Brocard J, Feil R, Chambon P, Metzger D. 1998 a chimeric Cre recombinase inducible by synthetic, but not by natural ligands of the glikokortykosteroid receptor. Nucleic Acids Res 26: 4086-90.

JAX NOTES. 1999. NIH, Jackson Laboratory i DuPont Pharmaceuticals podpisują umowy o wykorzystaniu technologii Cre-lox. JAX NOTES 476: 4.

Kellendonk C, Tronche F, Reichardt HM, Schutz G. 1999. Mutageneza receptora glukokortykoidowego u myszy. J Steroid Biochem Mol Biol 69: 253-9.

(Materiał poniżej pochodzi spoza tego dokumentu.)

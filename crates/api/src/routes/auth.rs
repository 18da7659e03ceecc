//! Login and account maintenance routes.

use axum::{
    extract::{Path, State},
    http::StatusCode,
    routing::{get, post, put},
    Json, Router,
};
use domain::models::user::{
    ChangeCredentialsRequest, LoginRequest, LoginResponse, RegisterUserRequest,
    ResetPasswordRequest, UserResponse,
};
use serde_json::{json, Value};
use tracing::info;
use uuid::Uuid;
use validator::Validate;

use crate::app::AppState;
use crate::error::ApiError;
use crate::extractors::{AdminUser, CurrentUser};
use crate::services::AuthService;

pub fn router() -> Router<AppState> {
    Router::new()
        .route("/login", post(login))
        .route("/me", get(me))
        .route("/register", post(register))
        .route("/reset-password/:user_id", put(reset_password))
        .route("/change-credentials", put(change_credentials))
}

fn service(state: &AppState) -> AuthService {
    AuthService::new(state.pool.clone(), state.jwt.clone())
}

/// POST /api/auth/login
pub async fn login(
    State(state): State<AppState>,
    Json(request): Json<LoginRequest>,
) -> Result<Json<LoginResponse>, ApiError> {
    request.validate()?;
    let response = service(&state).login(&request).await?;
    Ok(Json(response))
}

/// GET /api/auth/me
pub async fn me(CurrentUser(user): CurrentUser) -> Json<UserResponse> {
    Json(user.into())
}

/// POST /api/auth/register
///
/// Admin-only account creation. Role defaults to AFFILIATE.
pub async fn register(
    State(state): State<AppState>,
    AdminUser(admin): AdminUser,
    Json(request): Json<RegisterUserRequest>,
) -> Result<(StatusCode, Json<UserResponse>), ApiError> {
    request.validate()?;
    let user = service(&state).register(&request).await?;
    info!(admin_id = %admin.id, user_id = %user.id, "Account created by admin");
    Ok((StatusCode::CREATED, Json(user.into())))
}

/// PUT /api/auth/reset-password/:user_id
pub async fn reset_password(
    State(state): State<AppState>,
    AdminUser(admin): AdminUser,
    Path(user_id): Path<Uuid>,
    Json(request): Json<ResetPasswordRequest>,
) -> Result<Json<Value>, ApiError> {
    request.validate()?;
    service(&state)
        .reset_password(user_id, &request.new_password)
        .await?;
    info!(admin_id = %admin.id, user_id = %user_id, "Password reset");
    Ok(Json(json!({ "message": "Password updated" })))
}

/// PUT /api/auth/change-credentials
pub async fn change_credentials(
    State(state): State<AppState>,
    CurrentUser(user): CurrentUser,
    Json(request): Json<ChangeCredentialsRequest>,
) -> Result<Json<UserResponse>, ApiError> {
    request.validate()?;
    let updated = service(&state).change_credentials(&user, &request).await?;
    Ok(Json(updated.into()))
}

#[cfg(test)]
mod tests {
    use super::*;

    #[test]
    fn test_login_request_validation() {
        let request: LoginRequest = serde_json::from_value(json!({
            "email": "not-an-email",
            "password": "secret"
        }))
        .unwrap();
        assert!(request.validate().is_err());
    }

    #[test]
    fn test_change_credentials_short_password() {
        let request: ChangeCredentialsRequest = serde_json::from_value(json!({
            "currentPassword": "old-secret",
            "newPassword": "123"
        }))
        .unwrap();
        let errors = request.validate().unwrap_err();
        assert!(errors.field_errors().contains_key("new_password"));
    }
}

Nagy A. 2000. Cre recombinase: uniwersalny odczynnik do dostosowywania genomu. Księga Rodzaju 26: 99-109.

Sadowski P. 1995. Rekombinaza Flp 2-µm plazmidu Saccharomyces cerevisiae. Prog Nucleic Acid Res Mol Biol 51: 53-91.

Sauer B, Henderson N. 1988. Miejscowa rekombinacja DNA w komórkach ssaków przez rekombinazę Cre bakteriofaga P1. Proc Natl Acad Sci U S A 85: 5166-70.

Sternberg N, Hamilton D. 1981. Rekombinacja specyficzna dla miejsca P1 bakteriofagów. I. rekombinacja między miejscami loxP. J Mol Biol 150:467-86.

Utomo AR, Nikitin AY, Lee WH. 1999. Czasowa, przestrzenna i specyficzna dla typu komórki Kontrola rekombinacji DNA za pośrednictwem Cre u myszy transgenicznych. Nat Biotechnol 17: 1091-6.

Dodaj komentarz

Twój adres e-mail nie zostanie opublikowany.